GAZA: Le Conseil des droits de l'homme de l'ONU a lancé jeudi une enquête internationale sur les atteintes aux droits humains commises dans les territoires palestiniens occupés et en Israël depuis avril, mais aussi sur les "causes profondes" des tensions.
La Haute-Commissaire de l'ONU aux droits de l'homme, Michelle Bachelet, a soutenu devant le Conseil, réuni en session extraordinaire, que les récentes frappes israéliennes sur Gaza peuvent constituer des crimes de guerre "s'il s'avère" que les civils ont été touchés "sans distinction".
Elle a indiqué ne pas avoir vu de preuve de la présence de groupes armés ou d'action militaire dans des bâtiments visés par Israël à Gaza.
Mme Bachelet a également souligné que les tirs de roquettes du mouvement islamiste palestinien Hamas "ne font pas de distinction entre les objets militaires et civils, et leur utilisation constitue donc une violation manifeste du droit humanitaire international".
La réunion, qui portait sur les atteintes aux droits humains dans les territoires palestiniens occupés, y compris à Jérusalem-Est, et en Israël, était organisée à la demande du Pakistan, en tant que coordinateur de l'Organisation de la coopération islamique, et des autorités palestiniennes.

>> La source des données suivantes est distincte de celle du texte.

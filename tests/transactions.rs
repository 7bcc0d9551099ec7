//! Transactional versions: in-place mutation, commit, rollback and the
//! three-way merge.

use mmap_trie::trie::gc_list::GcList;
use mmap_trie::trie::node::{self, LocalNode};
use mmap_trie::trie::ptr::{NodeType, State, TriePtr};
use mmap_trie::{MemoryAllocator, MmapFile, TrieKey};

fn assert_all_state(area: &MemoryAllocator, ptr: TriePtr, state: State) {
    if ptr.is_null() {
        return;
    }
    assert_eq!(ptr.state(), state, "node {ptr:?}");
    if ptr.node_type() == NodeType::InlineTerm {
        return;
    }
    let shape = area.region().pinned(|| node::local(area, ptr)).unwrap();
    if let LocalNode::Branch { branches, .. } = shape {
        for (_, child, _) in branches {
            assert_all_state(area, child, state);
        }
    }
}

#[test]
fn change_state_converts_the_whole_subtree() {
    let db = MmapFile::anonymous(0).unwrap();
    let trie = db.create_trie(1).unwrap();
    {
        let w = trie.mutate(db.area()).unwrap();
        for i in 0..300u64 {
            w.insert(i * 11, i).unwrap();
        }
    }
    let area = db.area();
    let v = trie.current(area).unwrap();
    let root = v.root();
    assert_all_state(area, root, State::CopyOnWrite);

    let mut gc = GcList::new();
    let in_place = area
        .region()
        .pinned(|| node::change_state(area, root, State::InPlace, &mut gc))
        .unwrap();
    assert_all_state(area, in_place, State::InPlace);

    // The converted tree holds exactly the same entries.
    let mut entries = Vec::new();
    area.region()
        .pinned(|| {
            entries.clear();
            node::gather_values(area, in_place, &mmap_trie::KeyFragment::empty(), &mut entries)
        })
        .unwrap();
    assert_eq!(entries.len(), 300);

    // The private copy is unpublished; it and its gc record just go away.
    area.region()
        .pinned(|| node::deallocate_subtree(area, in_place))
        .unwrap();
}

#[test]
fn fast_path_commit() {
    let db = MmapFile::anonymous(0).unwrap();
    let trie = db.create_trie(1).unwrap();

    let mut tx = trie.transaction(db.area()).unwrap();
    for i in 0..50u64 {
        assert!(tx.insert(i, i).unwrap());
    }
    assert_eq!(tx.size().unwrap(), 50, "the transaction sees its own writes");
    // Not visible outside before commit.
    assert_eq!(trie.current(db.area()).unwrap().size().unwrap(), 0);

    let deallocs = tx.commit().unwrap();
    assert!(deallocs.is_empty());
    let v = trie.current(db.area()).unwrap();
    assert_eq!(v.size().unwrap(), 50);
    for i in 0..50u64 {
        assert_eq!(v.get(&i).unwrap(), Some(i));
    }
}

#[test]
fn replace_and_remove_report_old_values() {
    let db = MmapFile::anonymous(0).unwrap();
    let trie = db.create_trie(1).unwrap();
    {
        let w = trie.mutate(db.area()).unwrap();
        w.insert(1u64, 10).unwrap();
        w.insert(2u64, 20).unwrap();
        w.insert(3u64, 30).unwrap();
    }

    let mut tx = trie.transaction(db.area()).unwrap();
    assert_eq!(tx.replace(1u64, 11).unwrap(), (true, 10));
    assert_eq!(tx.remove(2u64).unwrap(), (true, 20));
    assert!(!tx.replace(9u64, 99).unwrap().0);
    assert!(!tx.remove(9u64).unwrap().0);

    let deallocs = tx.commit().unwrap();
    let mut got: Vec<(u64, u64)> = deallocs
        .iter()
        .map(|(k, v)| (k.as_u64(), *v))
        .collect();
    got.sort_unstable();
    assert_eq!(got, vec![(1, 10), (2, 20)]);

    let v = trie.current(db.area()).unwrap();
    assert_eq!(v.get(&1u64).unwrap(), Some(11));
    assert_eq!(v.get(&2u64).unwrap(), None);
    assert_eq!(v.get(&3u64).unwrap(), Some(30));
}

#[test]
fn rollback_discards_everything() {
    let db = MmapFile::anonymous(0).unwrap();
    let trie = db.create_trie(1).unwrap();
    {
        let w = trie.mutate(db.area()).unwrap();
        w.insert(1u64, 10).unwrap();
    }

    let mut tx = trie.transaction(db.area()).unwrap();
    tx.insert(2u64, 20).unwrap();
    tx.replace(1u64, 11).unwrap();
    let inserted = tx.rollback(true).unwrap();
    assert_eq!(inserted.len(), 1);
    assert_eq!(inserted[0].0.as_u64(), 2);
    assert_eq!(inserted[0].1, 20);

    let v = trie.current(db.area()).unwrap();
    assert_eq!(v.size().unwrap(), 1);
    assert_eq!(v.get(&1u64).unwrap(), Some(10));
}

#[test]
fn implicit_rollback_on_drop() {
    let db = MmapFile::anonymous(0).unwrap();
    let trie = db.create_trie(1).unwrap();
    {
        let mut tx = trie.transaction(db.area()).unwrap();
        tx.insert(1u64, 1).unwrap();
        // dropped without commit
    }
    assert!(trie.current(db.area()).unwrap().is_empty().unwrap());
}

#[test]
fn three_way_merge_with_conflicts() {
    let db = MmapFile::anonymous(0).unwrap();
    let trie = db.create_trie(1).unwrap();

    let key = |s: &str| TrieKey::from(s);

    // Transaction starts from the empty root.
    let mut tx = trie.transaction(db.area()).unwrap();

    // A concurrent writer moves the live root: {a -> 1, b -> 2}.
    {
        let w = trie.mutate(db.area()).unwrap();
        w.insert("a", 1).unwrap();
        w.insert("b", 2).unwrap();
    }

    // The transaction inserts {a -> 3, c -> 4}.
    assert!(tx.insert("a", 3).unwrap());
    assert!(tx.insert("c", 4).unwrap());

    // Conflicting inserts resolve to max(theirs, ours).
    let deallocs = tx
        .commit_with(
            &|_k, _base, theirs, ours| theirs.max(ours),
            &|_k, _base, _theirs| true,
        )
        .unwrap();

    let v = trie.current(db.area()).unwrap();
    assert_eq!(v.get(&"a").unwrap(), Some(3), "max(1, 3)");
    assert_eq!(v.get(&"b").unwrap(), Some(2), "their non-conflicting write");
    assert_eq!(v.get(&"c").unwrap(), Some(4), "our non-conflicting write");
    assert_eq!(v.size().unwrap(), 3);

    // The displaced live value of "a" is reported for cleanup.
    assert!(deallocs.iter().any(|(k, v)| *k == key("a") && *v == 1));
}

#[test]
fn merge_remove_conflicts() {
    let db = MmapFile::anonymous(0).unwrap();
    let trie = db.create_trie(1).unwrap();
    {
        let w = trie.mutate(db.area()).unwrap();
        w.insert("x", 1).unwrap();
        w.insert("y", 2).unwrap();
    }

    let mut tx = trie.transaction(db.area()).unwrap();

    // Theirs bumps both values while the transaction removes them.
    {
        let w = trie.mutate(db.area()).unwrap();
        w.compare_and_swap("x", 1, 10).unwrap();
        w.compare_and_swap("y", 2, 20).unwrap();
    }
    tx.remove("x").unwrap();
    tx.remove("y").unwrap();

    // Keep the removal of x, abandon the removal of y.
    tx.commit_with(&|_, _, theirs, _| theirs, &|k, _base, _theirs| {
        k.as_string() == "x"
    })
    .unwrap();

    let v = trie.current(db.area()).unwrap();
    assert_eq!(v.get(&"x").unwrap(), None, "kept removal");
    assert_eq!(v.get(&"y").unwrap(), Some(20), "abandoned removal");
}

#[test]
fn try_commit_fails_when_root_moved() {
    let db = MmapFile::anonymous(0).unwrap();
    let trie = db.create_trie(1).unwrap();

    let mut tx = trie.transaction(db.area()).unwrap();
    tx.insert(1u64, 1).unwrap();
    {
        let w = trie.mutate(db.area()).unwrap();
        w.insert(2u64, 2).unwrap();
    }
    let (committed, _) = tx.try_commit().unwrap();
    assert!(!committed, "root moved; try_commit must not merge");

    let v = trie.current(db.area()).unwrap();
    assert_eq!(v.size().unwrap(), 1);
    assert_eq!(v.get(&2u64).unwrap(), Some(2));
}

#[test]
fn transaction_clear() {
    let db = MmapFile::anonymous(0).unwrap();
    let trie = db.create_trie(1).unwrap();
    {
        let w = trie.mutate(db.area()).unwrap();
        for i in 0..20u64 {
            w.insert(i, i).unwrap();
        }
    }
    let mut tx = trie.transaction(db.area()).unwrap();
    tx.clear().unwrap();
    tx.insert(99u64, 99).unwrap();
    tx.commit().unwrap();

    let v = trie.current(db.area()).unwrap();
    assert_eq!(v.size().unwrap(), 1);
    assert_eq!(v.get(&99u64).unwrap(), Some(99));
}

Une résolution adoptée avec 24 voix pour, 9 contre et 14 absentions, lance une "commission d'enquête internationale indépendante et permanente" chargée d'examiner les atteintes au droit international humanitaire et aux droits de l'homme ayant abouti aux récentes tensions israélo-palestiniennes.
Du 10 au 21 mai, 254 Palestiniens ont été tués par des frappes israéliennes dans la bande de Gaza, parmi lesquels 66 enfants et des combattants, selon les autorités locales. En Israël, les tirs de roquettes depuis Gaza ont fait 12 morts dont un enfant, une adolescente et un soldat, d'après la police.
Causes profondes
La portée de la résolution dépasse largement le récent conflit.

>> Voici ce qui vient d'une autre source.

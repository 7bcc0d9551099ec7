//! The sparse terminal: up to four entries whose keys share one length of
//! at most 64 bits, stored uncompressed as (key, value) words. The key
//! length and entry count live in the pointer's metadata bits
//! (`key_len:7 | size:3`), so the repr is exactly one cache line of
//! payload.

use crate::alloc::MemoryAllocator;
use crate::error::Result;
use crate::key::KeyFragment;
use crate::node_alloc;
use crate::trie::gc_list::GcList;
use crate::trie::node::LocalNode;
use crate::trie::ptr::{NodeType, State, TriePtr};

pub const MAX_ENTRIES: usize = 4;

const ALIGN_BITS: u32 = 6;
const META_BITS: u32 = 10;

#[repr(C)]
#[derive(Clone, Copy, bytemuck::Pod, bytemuck::Zeroable)]
struct SparseEntry {
    key: u64,
    value: u64,
}

#[repr(C)]
#[derive(Clone, Copy, bytemuck::Pod, bytemuck::Zeroable)]
pub struct SparseRepr {
    entries: [SparseEntry; MAX_ENTRIES],
}

const _: () = assert!(std::mem::size_of::<SparseRepr>() == 64);

fn meta(key_len: u32, size: usize) -> u32 {
    debug_assert!(key_len <= 64 && (1..=MAX_ENTRIES).contains(&size));
    key_len | ((size as u32) << 7)
}

fn decode_meta(ptr: TriePtr) -> (u32, usize) {
    let m = ptr.meta(META_BITS);
    (m & 0x7F, (m >> 7) as usize)
}

fn repr<'a>(area: &'a MemoryAllocator, ptr: TriePtr) -> Result<&'a SparseRepr> {
    Ok(unsafe { &*area.region().at::<SparseRepr>(ptr.offset(ALIGN_BITS, META_BITS))? })
}

/// Build a sparse terminal over sorted, uniform-length entries.
pub fn alloc(
    area: &MemoryAllocator,
    entries: &[(KeyFragment, u64)],
    state: State,
    gc: &mut GcList,
) -> Result<TriePtr> {
    debug_assert!((2..=MAX_ENTRIES).contains(&entries.len()));
    let key_len = entries[0].0.bits();
    let mut r: SparseRepr = bytemuck::Zeroable::zeroed();
    for (i, (k, v)) in entries.iter().enumerate() {
        debug_assert_eq!(k.bits(), key_len);
        r.entries[i] = SparseEntry {
            key: k.get_key(),
            value: *v,
        };
    }
    let offset = area.node_alloc.alloc_value(r)?;
    let ptr = TriePtr::indirect(
        NodeType::SparseTerm,
        state,
        offset,
        ALIGN_BITS,
        META_BITS,
        meta(key_len, entries.len()),
    );
    gc.add_new(ptr);
    Ok(ptr)
}

pub fn size(_area: &MemoryAllocator, ptr: TriePtr) -> Result<u64> {
    Ok(decode_meta(ptr).1 as u64)
}

pub fn local(area: &MemoryAllocator, ptr: TriePtr) -> Result<LocalNode> {
    let (key_len, size) = decode_meta(ptr);
    let r = repr(area, ptr)?;
    let entries = r.entries[..size]
        .iter()
        .map(|e| (KeyFragment::new(e.key, key_len), e.value))
        .collect();
    Ok(LocalNode::Terminal { entries })
}

pub fn deallocate(area: &MemoryAllocator, ptr: TriePtr) -> Result<()> {
    area.node_alloc.deallocate(
        ptr.offset(ALIGN_BITS, META_BITS),
        std::mem::size_of::<SparseRepr>() as u64,
    )
}

pub fn direct_mem_usage(_area: &MemoryAllocator, _ptr: TriePtr) -> Result<u64> {
    node_alloc::adjust_size(std::mem::size_of::<SparseRepr>() as u64)
}
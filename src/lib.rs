//! An embeddable, memory-mapped, lock-free persistent key-value engine.
//!
//! The engine stores concurrent radix tries directly in a file-backed (or
//! anonymous) memory region: the file layout *is* the in-memory layout,
//! pointers are offsets, and reopening the database is just remapping the
//! file. Multiple independent tries share one allocator stack — a
//! five-level page table, fixed-size node arenas and a variable-size
//! string allocator whose free list is itself a trie.
//!
//! Readers are wait-free apart from epoch bookkeeping: they pin the region
//! and a trie's epoch, snapshot the root, and walk an immutable tree.
//! Writers build replacement subtrees copy-on-write and publish them with
//! a single CAS on the trie's root word. Transactions mutate a private
//! in-place mirror and reconcile through a three-way merge at commit.
//!
//! ```no_run
//! use mmap_trie::{MmapFile, Permissions, ResMode};
//!
//! let db = MmapFile::open("data.mmap", ResMode::CreateOpen,
//!                         Permissions::READ_WRITE, 0)?;
//! let trie = db.create_trie(1)?;
//! let w = trie.mutate(db.area())?;
//! w.insert(42u64, 7)?;
//! assert_eq!(w.get(&42u64)?, Some(7));
//! db.snapshot()?;
//! # Ok::<(), mmap_trie::Error>(())
//! ```

pub mod alloc;
pub mod bitmap;
pub mod check;
mod error;
pub mod gc;
pub mod key;
pub mod node_alloc;
pub mod node_page;
pub mod page;
pub mod page_alloc;
pub mod page_table;
pub mod region;
pub mod string_alloc;
pub mod trie;
pub mod trie_alloc;

use std::path::Path;
use std::sync::Arc;

pub use crate::alloc::MemoryAllocator;
pub use crate::error::{Error, Result};
pub use crate::key::{KeyFragment, TrieKey};
pub use crate::region::{Permissions, Region, ResMode};
pub use crate::trie::{
    ConstTrieVersion, MutableTrieVersion, TransactionalTrieVersion, Trie, TrieIterator,
    ValueDeallocList,
};

/// A database: one region plus its allocator stack.
pub struct MmapFile {
    area: Arc<MemoryAllocator>,
}

impl MmapFile {
    /// Open (or create) a file-backed database.
    ///
    /// `size_to_create` only applies when the file is created; pass 0 for
    /// the default minimum.
    pub fn open<P: AsRef<Path>>(
        path: P,
        mode: ResMode,
        perm: Permissions,
        size_to_create: u64,
    ) -> Result<MmapFile> {
        let region = Arc::new(Region::open(path, mode, perm, size_to_create)?);
        let init = region.was_created();
        Ok(MmapFile {
            area: MemoryAllocator::new(region, init)?,
        })
    }

    /// A purely in-memory database. Snapshots are unavailable.
    pub fn anonymous(size: u64) -> Result<MmapFile> {
        let region = Arc::new(Region::anonymous(size)?);
        Ok(MmapFile {
            area: MemoryAllocator::new(region, true)?,
        })
    }

    pub fn area(&self) -> &Arc<MemoryAllocator> {
        &self.area
    }

    pub fn region(&self) -> &Arc<Region> {
        self.area.region()
    }

    /// Handle to an existing trie.
    pub fn trie(&self, id: u32) -> Result<Trie> {
        self.area.trie(id)
    }

    /// Create an empty trie under `id`.
    pub fn create_trie(&self, id: u32) -> Result<Trie> {
        self.area.create_trie(id)
    }

    /// Remove a trie id from the registry (clear the trie first).
    pub fn drop_trie(&self, id: u32) -> Result<()> {
        self.area.drop_trie(id)
    }

    /// Flush a consistent point-in-time state to the backing file.
    /// Returns the number of bytes written.
    pub fn snapshot(&self) -> Result<u64> {
        self.area.region().snapshot()
    }

    /// Permanently delete the backing file and its lock sidecars.
    pub fn unlink(&self) -> Result<()> {
        self.area.unlink()
    }
}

Le texte demande que la commission étudie "toutes les causes profondes des tensions récurrentes, de l'instabilité et de la prolongation du conflit, y compris la discrimination et la répression systématiques fondées sur l'appartenance nationale, ethnique, raciale ou religieuse".
L'enquête doit se concentrer sur l'établissement des faits et collecter les preuves et éléments qui pourraient être utilisés dans le cadre de poursuites judiciaires et, dans la mesure du possible, identifier les coupables pour qu'ils puissent être jugés.

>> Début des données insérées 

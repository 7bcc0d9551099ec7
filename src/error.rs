use thiserror::Error;

/// Errors surfaced by the trie engine.
///
/// `RegionResize` is special: it is raised from inside a pinned operation to
/// signal that the mapping must grow (or may shrink) before the operation can
/// complete. [`crate::region::Region::pinned`] consumes it internally; it
/// should never be observed outside a pin loop.
#[derive(Debug, Error)]
#[non_exhaustive]
pub enum Error {
    /// The mapping is too small (or too large) for the requested operation.
    /// Recovered by the outermost pin handler; not a caller-visible failure.
    #[error("region must be resized to at least 0x{size:x} bytes")]
    RegionResize { size: u64, can_shrink: bool },

    /// A structural assertion failed: bad magic, bad sentinel, violated node
    /// invariant. The affected structure should be considered corrupt.
    #[error("integrity check failed at offset 0x{offset:x}: {detail}")]
    Integrity { offset: u64, detail: &'static str },

    /// No free slot or page of the requested order could be obtained.
    #[error("allocation of {size} bytes (order {order}) failed")]
    Allocation { size: u64, order: i32 },

    /// Caller misuse: double free, invalid trie id, out-of-range index.
    #[error("logical error: {0}")]
    Logical(&'static str),

    /// Couldn't open the backing file.
    #[error("opening the backing file failed")]
    Open(#[source] std::io::Error),

    /// Couldn't lock the backing file or one of its sidecar lock files.
    #[error("failed to lock the backing file for exclusive use")]
    Lock(#[source] std::io::Error),

    /// Couldn't synchronize the mapping to the backing file.
    #[error("synchronizing to the backing file failed")]
    Sync(#[source] std::io::Error),

    /// Couldn't resize the backing file or remap it.
    #[error("can't resize the region. Have 0x{size:x} bytes, wanted 0x{requested:x} bytes")]
    ResizeFailed {
        size: u64,
        requested: u64,
        source: std::io::Error,
    },

    /// Couldn't create the mapping itself.
    #[error("can't map 0x{requested:x} bytes of memory")]
    MapFailed {
        requested: u64,
        source: std::io::Error,
    },

    /// The file's format doesn't match what this library writes.
    #[error("bad file format: {0}")]
    Format(&'static str),
}

impl Error {
    /// True for the resize signal that pin loops recover from.
    pub fn is_resize(&self) -> bool {
        matches!(self, Error::RegionResize { .. })
    }
}

pub type Result<T> = std::result::Result<T, Error>;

Le ministre des Affaires étrangères palestinien Riyad al-Maliki, qui s'est adressé à l'assemblée en ligne, a accusé Israël d'avoir instauré "un régime d'apartheid basé sur l'oppression du peuple palestinien" et son "déplacement forcé".
Il a revendiqué "le droit (des Palestiniens ndlr) de résister à l'occupation" et a affirmé que "les colons doivent être mis sur la liste des terroristes".
L'ambassadrice d'Israël auprès de l'ONU à Genève Meirav Eilon Shahar a accusé le Hamas d'avoir "initié ce conflit" et assuré que son pays "a tout fait pour désamorcer les tensions".
"Vous ne pouvez pas être pro-palestinien si vous ne condamnez pas le Hamas", a-t-elle dit.
La résolution "n'a rien à voir avec la réalité, n'a rien à voir avec les droits et n'a certainement rien à voir avec la promotion du dialogue entre Israël et les Palestiniens", a-t-elle estimé juste avant le vote.
Une première
C'est la première fois que le Conseil met sur pied une commission d'enquête avec un mandat sans durée fixée à l'avance.
Le mandat d'autres commissions, comme celle sur la Syrie, doit être renouvelé tous les ans.
Certains pays, comme la France, ont déploré que le mandat de la commission soit "trop large" et son objectif "trop indéterminé", mais la résolution a recueilli un large soutien auprès des pays africains et latino-américains.
Lors de l'annonce de la réunion, l'ambassadrice d'Israël avait dénoncé une convocation qui "prouve que cette instance a un programme anti-israélien".
Israël est en effet le seul pays avec un point fixe à l'ordre du jour de chaque session du Conseil, une des raisons pour lesquelles les Etats-Unis, sous la présidence de Donald Trump, avaient quitté l'organisation. Le nouveau président Joe Biden a fait revenir les Etats-Unis en tant que pays observateur.
Neuf des trente sessions extraordinaires organisées par le Conseil des droits de l'homme de l'ONU depuis sa création en juin 2006 ont porté sur Israël.